Google Shopping has made its second significant change in the last few months. The first change was implementing free Google Shopping listings. The second is opening the “Buy on Google” program to all merchants, commission-free.
“Buy on Google” allows consumers to purchase products from merchants without leaving Google. The program will roll out to all merchants by early 2021, according to Google.
Consider the example below of the “Buy on Google” process. After searching “hard drives,” a consumer can access the “Shopping” tab and click the “Buy on Google” option.
Clicking the first listing (“Samsung Portable SSD T7” external drive) will produce a product page. Consumers can then click “Quick checkout” or “Add to cart,” log in to Google (if they haven’t already), and fill out delivery details and payment info.
Aside from being commission-free, changes to the program include:
- Linking to your payment provider in Merchant Center. Formerly, Buy on Google advertisers could use only PayPal to process payments from consumers. Shopify Payments is now an option, with more payment processors to come. Merchants will need to link their payment processor with Merchant Center.
- Handling customer support directly. Google previously provided exclusive support to Buy on Google consumers. Those support queries, such as order or shipping problems, will now initially go to merchants, who must provide an appropriate customer-support email address in Merchant Center.
- Product returns. Google can process returns from consumers, or merchants can do it themselves. If Google does it, merchants will link to their shipping carrier in Merchant Center. The carrier will then bill merchants directly.
- Amazon product feeds. Another change is the ability to upload the same product feed for Amazon into Merchant Center. Google will automatically map the fields. This is a huge value-add in my experience, as the technical product-feed glitches can be challenging.
Consumers who purchase through Google receive a guarantee against incorrect or late shipments and not receiving a refund after returning items. Consumers must contact the merchant first. If no response after two days, Google provides Shopping support.
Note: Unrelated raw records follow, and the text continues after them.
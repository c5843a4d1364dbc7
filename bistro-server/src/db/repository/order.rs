//! Order Repository

use super::{BaseRepository, RepoError, RepoResult};
use crate::db::models::{Cancellation, Order, OrderStatus, PaymentStatus};
use surrealdb::RecordId;
use surrealdb::Surreal;
use surrealdb::engine::local::Db;

#[derive(Clone)]
pub struct OrderRepository {
    base: BaseRepository,
}

impl OrderRepository {
    pub fn new(db: Surreal<Db>) -> Self {
        Self {
            base: BaseRepository::new(db),
        }
    }

    pub async fn create(&self, order: Order) -> RepoResult<Order> {
        let created: Option<Order> = self.base.db().create("orders").content(order).await?;
        created.ok_or_else(|| RepoError::Database("Failed to create order".to_string()))
    }

    pub async fn find_by_id(&self, id: &RecordId) -> RepoResult<Order> {
        let order: Option<Order> = self.base.db().select(id.clone()).await?;
        order.ok_or_else(|| RepoError::NotFound(format!("Order not found: {}", id)))
    }

    pub async fn find_by_user(&self, user_id: &RecordId) -> RepoResult<Vec<Order>> {
        let mut result = self
            .base
            .db()
            .query("SELECT * FROM orders WHERE user = $user ORDER BY created_at DESC")
            .bind(("user", user_id.to_string()))
            .await?;
        Ok(result.take(0)?)
    }

    pub async fn set_status(&self, id: &RecordId, status: OrderStatus) -> RepoResult<Order> {
        let mut result = self
            .base
            .db()
            .query("UPDATE $order_id SET status = $status RETURN AFTER")
            .bind(("order_id", id.clone()))
            .bind(("status", status))
            .await?;
        let orders: Vec<Order> = result.take(0)?;
        orders
            .into_iter()
            .next()
            .ok_or_else(|| RepoError::NotFound(format!("Order not found: {}", id)))
    }

    pub async fn set_payment(
        &self,
        id: &RecordId,
        status: PaymentStatus,
        transaction_id: Option<String>,
    ) -> RepoResult<Order> {
        let mut result = self
            .base
            .db()
            .query(
                "UPDATE $order_id SET \
                 payment_status = $payment_status, \
                 transaction_id = $transaction_id \
                 RETURN AFTER",
            )
            .bind(("order_id", id.clone()))
            .bind(("payment_status", status))
            .bind(("transaction_id", transaction_id))
            .await?;
        let orders: Vec<Order> = result.take(0)?;
        orders
            .into_iter()
            .next()
            .ok_or_else(|| RepoError::NotFound(format!("Order not found: {}", id)))
    }

    /// Append side-effect failure notes accumulated after the commit point
    pub async fn append_diagnostics(&self, id: &RecordId, notes: Vec<String>) -> RepoResult<Order> {
        let mut result = self
            .base
            .db()
            .query("UPDATE $order_id SET diagnostics += $notes RETURN AFTER")
            .bind(("order_id", id.clone()))
            .bind(("notes", notes))
            .await?;
        let orders: Vec<Order> = result.take(0)?;
        orders
            .into_iter()
            .next()
            .ok_or_else(|| RepoError::NotFound(format!("Order not found: {}", id)))
    }

    pub async fn set_cancellation(
        &self,
        id: &RecordId,
        cancellation: Cancellation,
        payment_status: PaymentStatus,
    ) -> RepoResult<Order> {
        let mut result = self
            .base
            .db()
            .query(
                "UPDATE $order_id SET \
                 status = $status, \
                 cancellation = $cancellation, \
                 payment_status = $payment_status \
                 RETURN AFTER",
            )
            .bind(("order_id", id.clone()))
            .bind(("status", OrderStatus::Cancelled))
            .bind(("cancellation", cancellation))
            .bind(("payment_status", payment_status))
            .await?;
        let orders: Vec<Order> = result.take(0)?;
        orders
            .into_iter()
            .next()
            .ok_or_else(|| RepoError::NotFound(format!("Order not found: {}", id)))
    }
}
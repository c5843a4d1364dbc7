//! Menu API Handlers

use axum::{
    Json,
    extract::{Path, State},
};

use crate::api::parse_record;
use crate::core::ServerState;
use crate::db::models::MenuItem;
use crate::db::repository::MenuItemRepository;
use crate::utils::{AppError, AppResult};

/// GET /api/menu - 获取在售菜品
pub async fn list(State(state): State<ServerState>) -> AppResult<Json<Vec<MenuItem>>> {
    let repo = MenuItemRepository::new(state.db.clone());
    let items = repo.find_all_available().await?;
    Ok(Json(items))
}

/// GET /api/menu/:id - 获取单个菜品
pub async fn get_by_id(
    State(state): State<ServerState>,
    Path(id): Path<String>,
) -> AppResult<Json<MenuItem>> {
    let repo = MenuItemRepository::new(state.db.clone());
    let id = parse_record("menu_item", &id)?;
    let item = repo.find_by_id(&id).await?;
    Ok(Json(item))
}

/// POST /api/menu - 创建菜品
pub async fn create(
    State(state): State<ServerState>,
    Json(payload): Json<MenuItem>,
) -> AppResult<Json<MenuItem>> {
    if !payload.price.is_finite() {
        return Err(AppError::validation("Price must be a finite number"));
    }
    if payload.price < 0.0 {
        return Err(AppError::validation("Price cannot be negative"));
    }
    let repo = MenuItemRepository::new(state.db.clone());
    let item = repo.create(payload).await?;
    Ok(Json(item))
}
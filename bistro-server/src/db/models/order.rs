//! Order Model
//!
//! Line items embed a price snapshot taken at validation time; the snapshot
//! is immutable even if the catalog price changes later.

use super::dining_table::TableType;
use super::serde_helpers;
use serde::{Deserialize, Serialize};
use surrealdb::RecordId;

/// Order status (monotonic: pending → processing → completed; cancelled is
/// reached only through cancellation)
#[derive(Debug, Clone, Copy, PartialEq, Eq, Serialize, Deserialize)]
#[serde(rename_all = "lowercase")]
pub enum OrderStatus {
    Pending,
    Processing,
    Completed,
    Cancelled,
}

impl OrderStatus {
    /// Rank used to enforce monotonic transitions
    pub const fn rank(&self) -> u8 {
        match self {
            OrderStatus::Pending => 0,
            OrderStatus::Processing => 1,
            OrderStatus::Completed => 2,
            OrderStatus::Cancelled => 3,
        }
    }

    pub const fn is_terminal(&self) -> bool {
        matches!(self, OrderStatus::Completed | OrderStatus::Cancelled)
    }
}

#[derive(Debug, Clone, Copy, PartialEq, Eq, Serialize, Deserialize)]
#[serde(rename_all = "lowercase")]
pub enum PaymentMethod {
    Cash,
    Card,
    Online,
}

#[derive(Debug, Clone, Copy, PartialEq, Eq, Serialize, Deserialize)]
#[serde(rename_all = "lowercase")]
pub enum PaymentStatus {
    Pending,
    Paid,
    Failed,
    Refunded,
}

#[derive(Debug, Clone, Copy, PartialEq, Eq, Serialize, Deserialize)]
#[serde(rename_all = "kebab-case")]
pub enum DeliveryType {
    Pickup,
    Delivery,
    DineIn,
}

/// A single order line with price snapshot
#[derive(Debug, Clone, Serialize, Deserialize)]
pub struct OrderLine {
    #[serde(with = "serde_helpers::record_id")]
    pub menu_item: RecordId,
    /// Name snapshot for receipts
    pub name: String,
    pub quantity: i64,
    /// Unit price snapshot at validation time
    pub price: f64,
    #[serde(default)]
    pub special_instructions: Option<String>,
    #[serde(default)]
    pub is_complimentary: bool,
}

/// Snapshot of a table hold attached to a dine-in order
#[derive(Debug, Clone, Serialize, Deserialize)]
pub struct TableReservationSnapshot {
    #[serde(with = "serde_helpers::record_id")]
    pub table: RecordId,
    pub table_type: TableType,
    /// Epoch millis the hold was taken
    pub reserved_at: i64,
}

/// Cancellation metadata; once present the order is immutable except for
/// the refund flag
#[derive(Debug, Clone, Serialize, Deserialize)]
pub struct Cancellation {
    pub reason: String,
    pub cancelled_at: i64,
    #[serde(with = "serde_helpers::record_id")]
    pub cancelled_by: RecordId,
    #[serde(default)]
    pub refunded: bool,
}

/// Order entity
#[derive(Debug, Clone, Serialize, Deserialize)]
pub struct Order {
    #[serde(
        default,
        with = "serde_helpers::option_record_id",
        skip_serializing_if = "Option::is_none"
    )]
    pub id: Option<RecordId>,
    #[serde(with = "serde_helpers::record_id")]
    pub user: RecordId,
    pub items: Vec<OrderLine>,
    pub total_price: f64,
    pub status: OrderStatus,
    pub payment_method: PaymentMethod,
    pub payment_status: PaymentStatus,
    pub delivery_type: DeliveryType,
    /// Required iff delivery_type is delivery
    #[serde(default)]
    pub delivery_address: Option<String>,
    #[serde(default)]
    pub delivery_fee: f64,
    /// Discount percentage applied from the VIP tier (0 for non-VIP)
    #[serde(default)]
    pub vip_discount_percent: f64,
    #[serde(default)]
    pub estimated_cooking_minutes: i64,
    #[serde(default)]
    pub estimated_delivery_minutes: Option<i64>,
    #[serde(default)]
    pub transaction_id: Option<String>,
    #[serde(default)]
    pub notes: Option<String>,
    #[serde(default)]
    pub table_reservation: Option<TableReservationSnapshot>,
    #[serde(default)]
    pub cancellation: Option<Cancellation>,
    /// Post-commit side effects that failed (best-effort record, never
    /// surfaced as an error to the caller)
    #[serde(default)]
    pub diagnostics: Vec<String>,
    pub created_at: i64,
}

impl Order {
    /// Schema invariant check run before persistence
    pub fn validate(&self) -> Result<(), String> {
        if self.items.is_empty() {
            return Err("order has no items".into());
        }
        for line in &self.items {
            if line.quantity < 1 {
                return Err(format!("line '{}' has quantity < 1", line.name));
            }
            if !line.price.is_finite() {
                return Err(format!("line '{}' has a non-finite price", line.name));
            }
            if line.price < 0.0 {
                return Err(format!("line '{}' has negative price", line.name));
            }
        }
        if !self.total_price.is_finite() {
            return Err("total price is not finite".into());
        }
        if self.total_price < 0.0 {
            return Err("total price is negative".into());
        }
        let needs_address = self.delivery_type == DeliveryType::Delivery;
        let has_address = self
            .delivery_address
            .as_deref()
            .is_some_and(|a| !a.trim().is_empty());
        if needs_address != has_address {
            return Err("delivery address must be present iff delivery type is delivery".into());
        }
        Ok(())
    }
}

#[cfg(test)]
mod tests {
    use super::*;

    fn base_order() -> Order {
        Order {
            id: None,
            user: "user:u1".parse().unwrap(),
            items: vec![OrderLine {
                menu_item: "menu_item:m1".parse().unwrap(),
                name: "Jollof".into(),
                quantity: 1,
                price: 12.0,
                special_instructions: None,
                is_complimentary: false,
            }],
            total_price: 12.0,
            status: OrderStatus::Pending,
            payment_method: PaymentMethod::Cash,
            payment_status: PaymentStatus::Pending,
            delivery_type: DeliveryType::Pickup,
            delivery_address: None,
            delivery_fee: 0.0,
            vip_discount_percent: 0.0,
            estimated_cooking_minutes: 10,
            estimated_delivery_minutes: None,
            transaction_id: None,
            notes: None,
            table_reservation: None,
            cancellation: None,
            diagnostics: vec![],
            created_at: 0,
        }
    }

    #[test]
    fn validate_accepts_well_formed_order() {
        assert!(base_order().validate().is_ok());
    }

    #[test]
    fn validate_rejects_address_mismatch() {
        let mut order = base_order();
        order.delivery_type = DeliveryType::Delivery;
        assert!(order.validate().is_err());

        order.delivery_address = Some("12 Oak Street".into());
        assert!(order.validate().is_ok());

        // Address on a pickup order is equally invalid
        order.delivery_type = DeliveryType::Pickup;
        assert!(order.validate().is_err());
    }

    #[test]
    fn validate_rejects_bad_lines() {
        let mut order = base_order();
        order.items[0].quantity = 0;
        assert!(order.validate().is_err());

        let mut order = base_order();
        order.items[0].price = -1.0;
        assert!(order.validate().is_err());

        let mut order = base_order();
        order.items.clear();
        assert!(order.validate().is_err());
    }

    #[test]
    fn validate_rejects_non_finite_amounts() {
        let mut order = base_order();
        order.items[0].price = f64::NAN;
        assert!(order.validate().is_err());

        let mut order = base_order();
        order.items[0].price = f64::INFINITY;
        assert!(order.validate().is_err());

        let mut order = base_order();
        order.total_price = f64::NAN;
        assert!(order.validate().is_err());
    }

    #[test]
    fn status_ranks_are_monotonic() {
        assert!(OrderStatus::Pending.rank() < OrderStatus::Processing.rank());
        assert!(OrderStatus::Processing.rank() < OrderStatus::Completed.rank());
        assert!(OrderStatus::Completed.is_terminal());
        assert!(OrderStatus::Cancelled.is_terminal());
    }

    #[test]
    fn delivery_type_serde_is_kebab_case() {
        assert_eq!(
            serde_json::to_string(&DeliveryType::DineIn).unwrap(),
            "\"dine-in\""
        );
    }
}
//! Shared test fixtures: in-memory database, mock collaborators and a
//! fully wired orchestrator.

use crate::core::config::Policy;
use crate::db::DbService;
use crate::db::models::*;
use crate::db::repository::*;
use crate::dispatch::RiderDispatch;
use crate::geo::DeliveryEstimator;
use crate::loyalty::LoyaltyService;
use crate::orders::OrderOrchestrator;
use crate::services::*;
use crate::tables::TableAllocator;
use async_trait::async_trait;
use std::sync::Arc;
use std::sync::atomic::{AtomicUsize, Ordering};
use surrealdb::RecordId;
use tokio::sync::Mutex;

/// Payment gateway with a scriptable outcome
pub struct MockPayment {
    pub fail_with: Option<String>,
    pub delay: Option<std::time::Duration>,
    pub charges: AtomicUsize,
    pub refunds: AtomicUsize,
}

impl MockPayment {
    pub fn succeeding() -> Self {
        Self {
            fail_with: None,
            delay: None,
            charges: AtomicUsize::new(0),
            refunds: AtomicUsize::new(0),
        }
    }

    pub fn declining(reason: &str) -> Self {
        Self {
            fail_with: Some(reason.to_string()),
            ..Self::succeeding()
        }
    }

    pub fn slow(delay: std::time::Duration) -> Self {
        Self {
            delay: Some(delay),
            ..Self::succeeding()
        }
    }
}

#[async_trait]
impl PaymentGateway for MockPayment {
    async fn charge(&self, _amount: f64, order_ref: &str) -> ServiceResult<ChargeOutcome> {
        if let Some(delay) = self.delay {
            tokio::time::sleep(delay).await;
        }
        self.charges.fetch_add(1, Ordering::SeqCst);
        match &self.fail_with {
            Some(reason) => Ok(ChargeOutcome {
                success: false,
                transaction_id: None,
                decline_reason: Some(reason.clone()),
            }),
            None => Ok(ChargeOutcome {
                success: true,
                transaction_id: Some(format!("txn_{order_ref}")),
                decline_reason: None,
            }),
        }
    }

    async fn refund(&self, _transaction_id: &str) -> ServiceResult<()> {
        self.refunds.fetch_add(1, Ordering::SeqCst);
        Ok(())
    }
}

/// Records every message; optionally fails
pub struct MockSms {
    pub fail: bool,
    pub sent: Mutex<Vec<(String, String)>>,
}

impl MockSms {
    pub fn new() -> Self {
        Self {
            fail: false,
            sent: Mutex::new(Vec::new()),
        }
    }

    pub fn failing() -> Self {
        Self {
            fail: true,
            sent: Mutex::new(Vec::new()),
        }
    }
}

#[async_trait]
impl SmsSender for MockSms {
    async fn send(&self, to: &str, body: &str) -> ServiceResult<()> {
        if self.fail {
            return Err(ServiceError::Request("sms gateway down".into()));
        }
        self.sent.lock().await.push((to.to_string(), body.to_string()));
        Ok(())
    }
}

/// Fixed road distance
pub struct MockDistance(pub f64);

#[async_trait]
impl DistanceProvider for MockDistance {
    async fn distance(&self, _origin: &str, _dest: &str) -> ServiceResult<DistanceReading> {
        Ok(DistanceReading {
            distance_km: self.0,
            duration_minutes: (self.0 * 3.0).ceil() as i64,
        })
    }
}

/// Counts created events; optionally fails
pub struct MockCalendar {
    pub fail: bool,
    pub events: AtomicUsize,
}

impl MockCalendar {
    pub fn new() -> Self {
        Self {
            fail: false,
            events: AtomicUsize::new(0),
        }
    }
}

#[async_trait]
impl CalendarSync for MockCalendar {
    async fn create_event(&self, _event: &ReservationEvent) -> ServiceResult<String> {
        if self.fail {
            return Err(ServiceError::Request("calendar down".into()));
        }
        let n = self.events.fetch_add(1, Ordering::SeqCst);
        Ok(format!("event-{n}"))
    }
}

/// Everything a pipeline test needs, wired over one in-memory database
pub struct Fixture {
    pub db: DbService,
    pub orders: OrderRepository,
    pub users: UserRepository,
    pub menu: MenuItemRepository,
    pub tables: DiningTableRepository,
    pub riders: RiderRepository,
    pub payment: Arc<MockPayment>,
    pub sms: Arc<MockSms>,
    pub calendar: Arc<MockCalendar>,
    pub orchestrator: OrderOrchestrator,
}

impl Fixture {
    pub async fn new() -> Self {
        Self::with_parts(MockPayment::succeeding(), MockSms::new(), 5.0).await
    }

    pub async fn with_parts(payment: MockPayment, sms: MockSms, distance_km: f64) -> Self {
        let policy = Policy::default();
        let db = DbService::open_memory().await.unwrap();
        let orders = OrderRepository::new(db.db.clone());
        let users = UserRepository::new(db.db.clone());
        let menu = MenuItemRepository::new(db.db.clone());
        let tables = DiningTableRepository::new(db.db.clone());
        let riders = RiderRepository::new(db.db.clone());
        let deliveries = DeliveryRepository::new(db.db.clone());
        let loyalty_repo = LoyaltyRepository::new(db.db.clone());

        let payment = Arc::new(payment);
        let sms = Arc::new(sms);
        let calendar = Arc::new(MockCalendar::new());

        let allocator = TableAllocator::new(tables.clone(), policy.clone());
        let estimator = DeliveryEstimator::new(
            Arc::new(MockDistance(distance_km)),
            "1 Bistro Lane".into(),
            policy.clone(),
        );
        let dispatch = RiderDispatch::new(
            riders.clone(),
            deliveries,
            sms.clone(),
            GeoPoint { lat: 0.0, lng: 0.0 },
        );
        let loyalty = LoyaltyService::new(users.clone(), loyalty_repo, policy.clone());

        let orchestrator = OrderOrchestrator::new(
            orders.clone(),
            users.clone(),
            menu.clone(),
            allocator,
            estimator,
            dispatch,
            loyalty,
            payment.clone(),
            sms.clone(),
            calendar.clone(),
            policy,
        );

        Self {
            db,
            orders,
            users,
            menu,
            tables,
            riders,
            payment,
            sms,
            calendar,
            orchestrator,
        }
    }

    pub async fn add_user(&self, tier: Option<VipTier>) -> RecordId {
        let user = self
            .users
            .create(User {
                id: None,
                name: "Ama".into(),
                email: "ama@example.com".into(),
                phone: "+233200000001".into(),
                role: None,
                loyalty_points: 0,
                total_spent: 0.0,
                order_count: 0,
                is_vip: tier.is_some(),
                vip_tier: tier,
                vip_since: tier.map(|_| 0),
                vip_expires_at: None,
            })
            .await
            .unwrap();
        user.id.unwrap()
    }

    pub async fn add_menu_item(
        &self,
        name: &str,
        price: f64,
        category: &str,
        prep: i64,
    ) -> RecordId {
        let item = self
            .menu
            .create(MenuItem {
                id: None,
                name: name.into(),
                description: None,
                price,
                category: category.into(),
                is_available: true,
                preparation_minutes: prep,
            })
            .await
            .unwrap();
        item.id.unwrap()
    }

    pub async fn add_table(&self, number: i64, table_type: TableType, capacity: i64) -> RecordId {
        let table = self
            .tables
            .create(DiningTableCreate {
                table_number: number,
                table_type,
                capacity,
                location: TableLocation::Indoor,
            })
            .await
            .unwrap();
        table.id.unwrap()
    }

    pub async fn add_rider(&self, name: &str, lat: f64) -> RecordId {
        let rider = self
            .riders
            .create(Rider {
                id: None,
                name: name.into(),
                phone: "+233200000099".into(),
                vehicle: "bike".into(),
                availability: true,
                location: Some(GeoPoint { lat, lng: 0.0 }),
                assigned_deliveries: vec![],
            })
            .await
            .unwrap();
        rider.id.unwrap()
    }
}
Audience data is not available to merchants who use “Buy with Google.” If they tag their site with Google Ads or Analytics pixels, merchants can create audiences and set up remarketing campaigns. Merchants can also create lookalike audiences to expand their reach. But now, consumers will purchase directly on Google. Merchants cannot remarket to them.
Consider, also, brand implications. The entire experience is now on Google. Consumers’ product research and subsequent purchase transactions occur through Google — not the merchant’s site. Likely this will diminish merchants’ branding (much like Amazon’s marketplace).
Additionally, participating merchants who submit incorrect product information and perform poor customer service risk suspension by Google.
The Big Picture
Google’s marketplace quest continues. Though it has been live for a while, “Buy on Google” is now available to all merchants. By not paying commissions, merchants can potentially increase advertising budgets. Google Shopping is already a top revenue source for many companies. “Buy on Google” is a logical next step.